Jane menjawab, "Paman dan bibi mu disana akan mengadakan acara tujuh bulanan putra kedua mereka. Apa kau lupa? Itu alasan mereka tidak bisa menghadiri pertunangan kalian"
"Apakah harus?" tanya Nicholas malas.
"Sayang ... Celine itu calon istrimu dan calon menantu kami, dia akan menjadi bagian dari keluarga kita dan tentu semua keluarga harus mengenalnya." Jane menyesap teh hijau sejenak.
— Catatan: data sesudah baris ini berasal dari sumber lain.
use ratatui::Frame;
use ratatui::layout::Rect;
use ratatui::style::Style;
use ratatui::widgets::{Block, Borders, Paragraph};

use crate::Config;
use crate::tui::widgets::color::parse_color;

/// Single-line text buffer with a cursor, counted in chars so multi-byte
/// input edits cleanly.
#[derive(Debug, Clone, Default)]
pub struct InputField {
    value: String,
    cursor: usize,
}

impl InputField {
    pub fn new() -> Self {
        Self::default()
    }

    pub fn value(&self) -> &str {
        &self.value
    }

    pub fn cursor(&self) -> usize {
        self.cursor
    }

    pub fn is_blank(&self) -> bool {
        self.value.trim().is_empty()
    }

    fn char_count(&self) -> usize {
        self.value.chars().count()
    }

    fn byte_index(&self, char_idx: usize) -> usize {
        self.value
            .char_indices()
            .nth(char_idx)
            .map(|(i, _)| i)
            .unwrap_or(self.value.len())
    }

    pub fn insert_char(&mut self, ch: char) {
        let idx = self.byte_index(self.cursor);
        self.value.insert(idx, ch);
        self.cursor += 1;
    }

    /// Backspace
    pub fn delete_char(&mut self) {
        if self.cursor == 0 {
            return;
        }
        let idx = self.byte_index(self.cursor - 1);
        self.value.remove(idx);
        self.cursor -= 1;
    }

    /// Delete the char under the cursor
    pub fn delete_forward(&mut self) {
        if self.cursor >= self.char_count() {
            return;
        }
        let idx = self.byte_index(self.cursor);
        self.value.remove(idx);
    }

    pub fn move_left(&mut self) {
        self.cursor = self.cursor.saturating_sub(1);
    }

    pub fn move_right(&mut self) {
        self.cursor = (self.cursor + 1).min(self.char_count());
    }

    pub fn move_home(&mut self) {
        self.cursor = 0;
    }

    pub fn move_end(&mut self) {
        self.cursor = self.char_count();
    }

    pub fn clear(&mut self) {
        self.value.clear();
        self.cursor = 0;
    }

    /// Return the contents and reset the field
    pub fn take(&mut self) -> String {
        self.cursor = 0;
        std::mem::take(&mut self.value)
    }

    /// Visible slice and cursor column for a field `width` chars wide
    fn visible(&self, width: usize) -> (String, usize) {
        if width == 0 {
            return (String::new(), 0);
        }
        let start = self.cursor.saturating_sub(width.saturating_sub(1));
        let text: String = self.value.chars().skip(start).take(width).collect();
        (text, self.cursor - start)
    }
}

/// Render a bordered input box; when `focused` the terminal cursor is placed in it
pub fn render_input(f: &mut Frame, area: Rect, title: &str, field: &InputField, focused: bool, config: &Config) {
    let active_theme = config.get_active_theme();
    let fg_color = parse_color(&active_theme.fg);
    let border_color = if focused {
        parse_color(&active_theme.accent)
    } else {
        fg_color
    };

    let inner_width = area.width.saturating_sub(2) as usize;
    let (text, cursor_col) = field.visible(inner_width);

    let paragraph = Paragraph::new(text)
        .style(Style::default().fg(fg_color))
        .block(Block::default()
            .borders(Borders::ALL)
            .title(title.to_string())
            .border_style(Style::default().fg(border_color)));
    f.render_widget(paragraph, area);

    if focused && area.width > 2 && area.height > 2 {
        f.set_cursor_position((area.x + 1 + cursor_col as u16, area.y + 1));
    }
}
"Mami dan Papi tidak mau mendengar penolakan. Kau harus mengosongkan jadwalmu beberapa hari, menginaplah disana dan pastikan membawa Celine!" tegas Jane tidak terbantah lagi.
"Ya, akan kulakukan."
"Pastikan kau membawa pengaman," gurau Rendra.
*****
Nicholas memasuki gedung kantornya, beberapa karyawan menunduk sopan saat dia melintas. Ia berjalan menuju lift, di dalam kotak besi tersebut ia memikirkan bagaimana cara mengajak Celine ke Denpasar.
Haruskah ia menelponnya? Atau menemuinya saja? Bukankah gadis itu memintanya untuk tidak mendekatinya?
"Ferdy," panggil Nicholas pada asistennya yang berjalan di belakang.
"Ya, Pak?"
Nicholas menimbang pertanyaan yang ingin ia ucapkan. Keduanya terdiam, Ferdy yang masih menunggu Nicholas, sementara bosnya masih menghela napas.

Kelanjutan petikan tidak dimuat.